The Varieties of Religious Experience: A Study in Human Nature by William James
William James (1842-1910), became one of the most eminent of American philosophers and psychologists. He was a teacher at Harvard (1872-1907);, at first of physiology and anatomy, later of psychology and philosophy. This material is taken from the book published by The Modern Library, New York, 1902. This material was prepared for Religion Online by Ted and Winnie Brock.

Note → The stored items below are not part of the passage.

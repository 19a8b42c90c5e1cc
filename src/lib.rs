// SPDX-License-Identifier: AGPL-3.0-or-later
// Copyright (C) 2026 Vallés Puig, Ramon

//! Leap-second aware time primitives.
//!
//! This crate converts between civil UTC time and the continuous atomic time
//! scales used by navigation and identifier systems, with exact integer
//! arithmetic throughout.
//!
//! # Core types
//!
//! - [`Posix`]: a UTC instant, calendar fields plus POSIX seconds.
//! - [`LeapSecondTable`]: an immutable TAI − UTC ledger loaded from a
//!   tz-style `leapseconds` file.
//! - [`Time<S>`]: generic atomic instant parameterised by a [`TimeScale`]
//!   marker.
//! - [`TaiInstant`] / [`GpsInstant`]: aliases for `Time<TAI>` / `Time<GPS>`.
//! - [`Tick60Instant`]: 100 ns ticks since 1582-10-15 in 60 bits.
//! - [`GpsWeek`]: one GPS week as a half-open Tick60 range.
//! - [`Interval<T>`] / [`Period<S>`]: half-open ranges of instants.
//! - [`TickGenerator`] / [`AnchoredClock`]: strictly increasing
//!   [`TickSource`]s.
//!
//! # Time scales
//!
//! | Marker | Scale | Epoch |
//! |--------|-------|-------|
//! | [`TAI`] | International Atomic Time | 1958-01-01 |
//! | [`GPS`] | GPS Time | 1980-01-06 |
//!
//! Moving between POSIX and an atomic scale needs a [`LeapSecondTable`];
//! moving between atomic scales and Tick60 does not.
//!
//! ```
//! use leaptick::{GpsInstant, LeapSecondTable, LeapTableConfig, Posix, TaiInstant};
//!
//! let ledger = "\
//! Leap 1972 Jun 30 23:59:60 + S
//! Leap 1972 Dec 31 23:59:60 + S
//! ";
//! let table = LeapSecondTable::parse(ledger, &LeapTableConfig::new().with_minimum_entries(2))?;
//! assert_eq!(table.final_offset(), 12);
//!
//! let posix = Posix::midnight(1973, 1, 1);
//! let tai = TaiInstant::from_posix(&posix, &table);
//! let gps: GpsInstant = tai.to();
//! assert_eq!(gps.to_posix(&table), posix);
//! # Ok::<(), leaptick::TimeError>(())
//! ```

pub mod clock;
pub mod config;
pub mod epoch;
pub mod error;
mod gps;
pub(crate) mod instant;
pub mod julian;
pub mod leap;
mod period;
mod posix;
pub(crate) mod scales;
mod tick60;

// ── Re-exports ────────────────────────────────────────────────────────────

pub use clock::{AnchoredClock, SystemClock, TickGenerator, TickSource, WallClock};
pub use config::LeapTableConfig;
pub use epoch::Epoch;
pub use error::{TimeError, TimeResult};
pub use gps::{GpsWeek, SECONDS_PER_WEEK, WEEKS_PER_CYCLE};
pub use instant::{Time, TimeScale};
pub use leap::{Direction, LeapSecond, LeapSecondTable, SharedLeapTable};
pub use period::{Interval, Period};
pub use posix::Posix;
pub use scales::{GPS, TAI};
pub use tick60::Tick60Instant;

// ── Type aliases ──────────────────────────────────────────────────────────

/// International Atomic Time instant.
///
/// This is a type alias for [`Time<TAI>`].
pub type TaiInstant = Time<TAI>;

/// GPS Time instant.
///
/// This is a type alias for [`Time<GPS>`].  Week-number accessors live on
/// this type: `cycle()`, `week()`, `seconds_of_week()`.
pub type GpsInstant = Time<GPS>;
// SPDX-License-Identifier: AGPL-3.0-or-later
// Copyright (C) 2026 Vallés Puig, Ramon

//! 60-bit count of 100 ns ticks since the Lilian epoch (1582-10-15).
//!
//! This is the timestamp layout of RFC 4122 version-1 UUIDs.  The count is
//! **atomic** when derived from GPS or TAI instants and **civil** when derived
//! from POSIX values; the two differ by the leap seconds accumulated so far.
//!
//! ```text
//! text   : 2015-07-01T00:00:00.123456700Z   (always 7 tick digits + "00")
//! binary : 8-byte big-endian u64, top 4 bits zero
//! ```

use std::str::FromStr;
use std::sync::LazyLock;

use chrono::{DateTime, Utc};
use regex::Regex;

use crate::epoch::{GPS_TO_LILIAN, LILIAN_TO_POSIX, NANOS_PER_TICK, TICKS_PER_SECOND};
use crate::error::{TimeError, TimeResult};
use crate::instant::TimeScale;
use crate::posix::Posix;
use crate::scales::GPS;
use crate::Time;

#[cfg(feature = "serde")]
use serde::{Deserialize, Serialize};

/// Count of 100 ns ticks since 1582-10-15T00:00:00, constrained to 60 bits.
#[derive(Debug, Copy, Clone, PartialEq, Eq, PartialOrd, Ord, Hash, Default)]
#[cfg_attr(feature = "serde", derive(Serialize, Deserialize))]
#[cfg_attr(feature = "serde", serde(try_from = "u64", into = "u64"))]
pub struct Tick60Instant(u64);

impl Tick60Instant {
    /// The Lilian epoch.
    pub const MIN: Self = Self(0);

    /// `2^60 − 1` ticks, some time in the year 5236.
    pub const MAX: Self = Self(0x0FFF_FFFF_FFFF_FFFF);

    /// # Panics
    ///
    /// If `ticks` exceeds [`Tick60Instant::MAX`].
    #[inline]
    pub const fn new(ticks: u64) -> Self {
        assert!(ticks <= Self::MAX.0, "Tick60 value exceeds 60 bits");
        Self(ticks)
    }

    /// Fallible counterpart of [`Tick60Instant::new`].
    pub fn try_new(ticks: u64) -> TimeResult<Self> {
        Self::checked(i128::from(ticks))
    }

    fn checked(ticks: i128) -> TimeResult<Self> {
        if (0..=i128::from(Self::MAX.0)).contains(&ticks) {
            Ok(Self(ticks as u64))
        } else {
            Err(TimeError::out_of_range("Tick60", ticks))
        }
    }

    /// `(seconds + epoch_to_lilian) · 10⁷ + nanos / 100`, range-checked.
    fn from_parts(seconds: i64, epoch_to_lilian: i64, nanos: u32) -> TimeResult<Self> {
        let since_lilian = i128::from(seconds) + i128::from(epoch_to_lilian);
        Self::checked(
            since_lilian * i128::from(TICKS_PER_SECOND) + i128::from(nanos / NANOS_PER_TICK),
        )
    }

    #[inline]
    pub const fn ticks(&self) -> u64 {
        self.0
    }

    /// Whole seconds since the Lilian epoch.
    #[inline]
    pub const fn seconds_since_lilian(&self) -> i64 {
        (self.0 / TICKS_PER_SECOND as u64) as i64
    }

    /// Nanoseconds within the current second, always a multiple of 100.
    #[inline]
    pub const fn subsec_nanos(&self) -> u32 {
        (self.0 % TICKS_PER_SECOND as u64) as u32 * NANOS_PER_TICK
    }

    // ── civil (leap-second free) mapping ──────────────────────────────

    /// Civil tick count of a UTC value: `(posix + 12 219 292 800) · 10⁷ + nanos / 100`.
    ///
    /// No leap-second table is involved.  A named leap second (`:60`) maps
    /// onto the first second of the following minute.
    pub fn from_posix(posix: &Posix) -> TimeResult<Self> {
        Self::from_parts(posix.seconds(), LILIAN_TO_POSIX, posix.nanos())
    }

    /// Inverse of [`from_posix`](Self::from_posix).
    pub fn to_posix(&self) -> Posix {
        Posix::from_seconds(self.seconds_since_lilian() - LILIAN_TO_POSIX, self.subsec_nanos())
    }

    /// Civil tick count of a chrono UTC instant.
    pub fn from_datetime(datetime: &DateTime<Utc>) -> TimeResult<Self> {
        Self::from_posix(&Posix::from_datetime(datetime))
    }

    /// `None` outside chrono's representable range.
    pub fn to_datetime(&self) -> Option<DateTime<Utc>> {
        self.to_posix().to_datetime()
    }

    // ── atomic mapping ────────────────────────────────────────────────

    /// Atomic tick count of a GPS instant, truncated to 100 ns.
    pub fn from_gps(gps: &Time<GPS>) -> TimeResult<Self> {
        Self::from_parts(gps.seconds(), GPS_TO_LILIAN, gps.nanos())
    }

    /// Inverse of [`from_gps`](Self::from_gps).
    pub fn to_gps(&self) -> Time<GPS> {
        Time::from_seconds(self.seconds_since_lilian() - GPS_TO_LILIAN, self.subsec_nanos())
    }

    /// Atomic tick count of an instant on any atomic scale.
    ///
    /// Fails with [`TimeError::OutOfRange`] outside the Tick60 range, including
    /// seconds too far out to express on the GPS scale at all.
    pub fn from_time<S: TimeScale>(time: &Time<S>) -> TimeResult<Self> {
        let gps = time
            .checked_to::<GPS>()
            .ok_or_else(|| TimeError::out_of_range("Tick60", time.seconds()))?;
        Self::from_gps(&gps)
    }

    #[inline]
    pub fn to_time<S: TimeScale>(&self) -> Time<S> {
        self.to_gps().to::<S>()
    }

    // ── binary form ───────────────────────────────────────────────────

    /// 8-byte big-endian encoding.
    #[inline]
    pub const fn to_bytes(&self) -> [u8; 8] {
        self.0.to_be_bytes()
    }

    /// Decode the form produced by [`to_bytes`](Self::to_bytes).
    pub fn from_bytes(bytes: &[u8]) -> TimeResult<Self> {
        let bytes: [u8; 8] = bytes
            .try_into()
            .map_err(|_| TimeError::invalid_format("Tick60", format!("{} bytes", bytes.len())))?;
        Self::try_new(u64::from_be_bytes(bytes))
    }
}

// ── conversions ───────────────────────────────────────────────────────────

impl From<Tick60Instant> for u64 {
    #[inline]
    fn from(tick: Tick60Instant) -> Self {
        tick.0
    }
}

impl TryFrom<u64> for Tick60Instant {
    type Error = TimeError;

    #[inline]
    fn try_from(ticks: u64) -> Result<Self, Self::Error> {
        Self::try_new(ticks)
    }
}

impl<S: TimeScale> TryFrom<Time<S>> for Tick60Instant {
    type Error = TimeError;

    #[inline]
    fn try_from(time: Time<S>) -> Result<Self, Self::Error> {
        Self::from_time(&time)
    }
}

impl<S: TimeScale> From<Tick60Instant> for Time<S> {
    #[inline]
    fn from(tick: Tick60Instant) -> Self {
        tick.to_time()
    }
}

// ── text form ─────────────────────────────────────────────────────────────

impl std::fmt::Display for Tick60Instant {
    fn fmt(&self, f: &mut std::fmt::Formatter<'_>) -> std::fmt::Result {
        let civil = Posix::from_seconds(self.seconds_since_lilian() - LILIAN_TO_POSIX, 0);
        write!(
            f,
            "{:04}-{:02}-{:02}T{:02}:{:02}:{:02}.{:07}00Z",
            civil.year(),
            civil.month(),
            civil.day(),
            civil.hour(),
            civil.minute(),
            civil.second(),
            self.0 % TICKS_PER_SECOND as u64
        )
    }
}

/// Decimal fraction digits → nanoseconds, right-padded to 9 digits.
fn fraction_to_nanos(digits: &str) -> u32 {
    digits
        .bytes()
        .chain(std::iter::repeat(b'0'))
        .take(9)
        .fold(0u32, |acc, b| acc * 10 + u32::from(b - b'0'))
}

static TICK60_TEXT: LazyLock<Regex> = LazyLock::new(|| {
    Regex::new(r"^(\d{4})-(\d{2})-(\d{2})[T ](\d{2}):(\d{2}):(\d{2})\.(\d{3,9})Z$")
        .expect("Tick60 text pattern is valid")
});

impl FromStr for Tick60Instant {
    type Err = TimeError;

    /// Parse `YYYY-MM-DD(T| )HH:MM:SS.fffZ` with 3 to 9 fractional digits.
    ///
    /// Second `60` is accepted and lands on the next minute's first second.
    fn from_str(text: &str) -> Result<Self, Self::Err> {
        let caps = TICK60_TEXT
            .captures(text)
            .ok_or_else(|| TimeError::invalid_format("Tick60", text))?;
        // Every group is all-digits and at most 4 wide, so these cannot fail.
        let field = |i: usize| caps[i].parse::<u16>().unwrap_or_default();
        let posix = Posix::try_from_calendar(
            i32::from(field(1)),
            field(2) as u8,
            field(3) as u8,
            field(4) as u8,
            field(5) as u8,
            field(6) as u8,
            fraction_to_nanos(&caps[7]),
        )?;
        Self::from_posix(&posix)
    }
}

#[cfg(test)]
mod tests {
    use super::*;
    use crate::scales::TAI;

    #[test]
    fn posix_epoch_is_lilian_offset() {
        let t = Tick60Instant::from_posix(&Posix::midnight(1970, 1, 1)).unwrap();
        assert_eq!(t.ticks(), 0x01B2_1DD2_1381_4000);
        assert_eq!(t.ticks(), 122_192_928_000_000_000);
    }

    #[test]
    fn gps_epoch_ticks() {
        let t = Tick60Instant::from_gps(&Time::from_seconds(0, 0)).unwrap();
        assert_eq!(t.ticks() as i64, GPS_TO_LILIAN * TICKS_PER_SECOND);
        assert_eq!(t.to_gps(), Time::from_seconds(0, 0));
    }

    #[test]
    fn gps_conversion_truncates_to_100ns() {
        let gps = Time::<GPS>::from_seconds(1_000, 123_456_789);
        let t = Tick60Instant::from_gps(&gps).unwrap();
        assert_eq!(t.to_gps(), Time::from_seconds(1_000, 123_456_700));
    }

    #[test]
    fn leap_second_text_lands_on_next_day() {
        let t: Tick60Instant = "2015-06-30T23:59:60.1234567Z".parse().unwrap();
        assert_eq!(t.ticks(), 136_550_016_001_234_567);
        assert_eq!(t.to_string(), "2015-07-01T00:00:00.123456700Z");
    }

    #[test]
    fn text_accepts_space_separator_and_short_fraction() {
        let a: Tick60Instant = "2000-01-01 12:00:00.500Z".parse().unwrap();
        let b: Tick60Instant = "2000-01-01T12:00:00.500000000Z".parse().unwrap();
        assert_eq!(a, b);
        assert_eq!(a.subsec_nanos(), 500_000_000);
    }

    #[test]
    fn text_rejects_bad_input() {
        for bad in [
            "2000-01-01T12:00:00Z",
            "2000-01-01T12:00:00.50Z",
            "2000-01-01T12:00:00.5000000000Z",
            "2000-01-01T12:00:00.500",
            "2000-13-01T12:00:00.500Z",
            "2000-01-01T24:00:00.500Z",
            "1500-01-01T00:00:00.000Z",
            "5300-01-01T00:00:00.000Z",
        ] {
            let err = bad.parse::<Tick60Instant>().unwrap_err();
            assert!(err.is_format_error(), "{bad}: {err}");
        }
    }

    #[test]
    fn range_is_60_bits() {
        assert!(Tick60Instant::try_new(Tick60Instant::MAX.ticks()).is_ok());
        assert!(matches!(
            Tick60Instant::try_new(Tick60Instant::MAX.ticks() + 1),
            Err(TimeError::OutOfRange { .. })
        ));
        let before_lilian = Posix::midnight(1582, 10, 14);
        assert!(Tick60Instant::from_posix(&before_lilian).is_err());
    }

    #[test]
    fn extreme_seconds_are_out_of_range_not_overflow() {
        let gps = Time::<GPS>::from_seconds(i64::MAX, 0);
        assert!(matches!(
            Tick60Instant::from_gps(&gps),
            Err(TimeError::OutOfRange { .. })
        ));
        assert!(gps.to_tick60().is_err());

        let mut bytes = [0u8; 12];
        bytes[..8].copy_from_slice(&i64::MIN.to_be_bytes());
        let tai = Time::<TAI>::from_bytes(&bytes).unwrap();
        assert!(matches!(
            Tick60Instant::try_from(tai),
            Err(TimeError::OutOfRange { .. })
        ));
    }

    #[test]
    fn fraction_digits_are_right_padded() {
        assert_eq!(fraction_to_nanos("123"), 123_000_000);
        assert_eq!(fraction_to_nanos("1234567"), 123_456_700);
        assert_eq!(fraction_to_nanos("000000001"), 1);
    }

    #[test]
    #[should_panic(expected = "exceeds 60 bits")]
    fn new_panics_above_max() {
        let _ = Tick60Instant::new(u64::MAX);
    }

    #[test]
    fn bytes_are_big_endian() {
        let t = Tick60Instant::new(0x0102_0304_0506_0708);
        assert_eq!(t.to_bytes(), [1, 2, 3, 4, 5, 6, 7, 8]);
        assert_eq!(Tick60Instant::from_bytes(&t.to_bytes()).unwrap(), t);
        assert!(Tick60Instant::from_bytes(&[0xFF; 8]).is_err());
        assert!(Tick60Instant::from_bytes(&[0; 7]).is_err());
    }

    #[test]
    fn tai_roundtrip_is_exact_at_tick_resolution() {
        let tai = Time::<TAI>::from_seconds(1_861_920_037, 999_999_900);
        let t = Tick60Instant::try_from(tai).unwrap();
        assert_eq!(Time::<TAI>::from(t), tai);
    }

    #[test]
    fn chrono_interop() {
        let dt = DateTime::<Utc>::from_timestamp(1_700_000_000, 250_000_000).unwrap();
        let t = Tick60Instant::from_datetime(&dt).unwrap();
        assert_eq!(t.to_datetime(), Some(dt));
    }

    #[cfg(feature = "serde")]
    #[test]
    fn serde_is_a_bare_integer() {
        let t = Tick60Instant::new(42);
        assert_eq!(serde_json::to_string(&t).unwrap(), "42");
        assert_eq!(serde_json::from_str::<Tick60Instant>("42").unwrap(), t);
        assert!(serde_json::from_str::<Tick60Instant>("18446744073709551615").is_err());
    }
}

This book would never have been written had I not been honored with an appointment as Gifford Lecturer on Natural Religion at the University of Edinburgh. In casting about me for subjects of the two courses of ten lectures each for which I thus became responsible, it seemed to me that the first course might well be a descriptive one on ‘Man’s Religious Appetites,’ and the second a metaphysical one on ‘Their Satisfaction through Philosophy.’ But the unexpected growth of the psychological matter as I came to write it out has resulted in the second subject being postponed entirely, and the description of man’s religious constitution now fills the twenty lectures. In Lecture 20 I have suggested rather than stated my own philosophic conclusions, and the reader who desires immediately to know them should turn to the ‘Conclusions,’ and to the ‘Postscript’ of the book. I hope to be able at some later day to express them in more explicit form.
In my belief that a large acquaintance with particulars often makes us wiser than the possession of abstract formulas, however deep, I have loaded the lectures with concrete examples, and I have chosen these among the extremer expressions of the religious temperament. To some readers I may consequently seem, before they get beyond the middle of the book, to offer a caricature of the subject. Such convulsions of piety, they will say, are not sane. If, however, they will have the patience to read to the end, I believe that this unfavorable impression will disappear; for I there combine the religious impulses with other principles of common sense which serve as correctives of exaggeration, and allow the individual reader to draw as moderate conclusions as he will.
My thanks for help in writing these lectures are due to Edwin D. Starbuck, of Stanford University, who made over to me his large collection of manuscript material; to Henry W. Rankin, of East Northfield, a friend unseen but proved, to whom I owe precious information; to Theodore Flournoy, of Geneva, to Canning Schiller, of Oxford, and to my colleague Benjamin Rand, for documents; to my colleague Dickinson S. Miller, and to my friends, Thomas Wren Ward, of New York, and Wincenty Lutoslawski, late of Cracow, for important suggestions and advice. Finally, to conversations with the lamented Thomas Davidson and to the use of his books, at Glenmore, above Keene Valley, I owe more obligations than I can well express.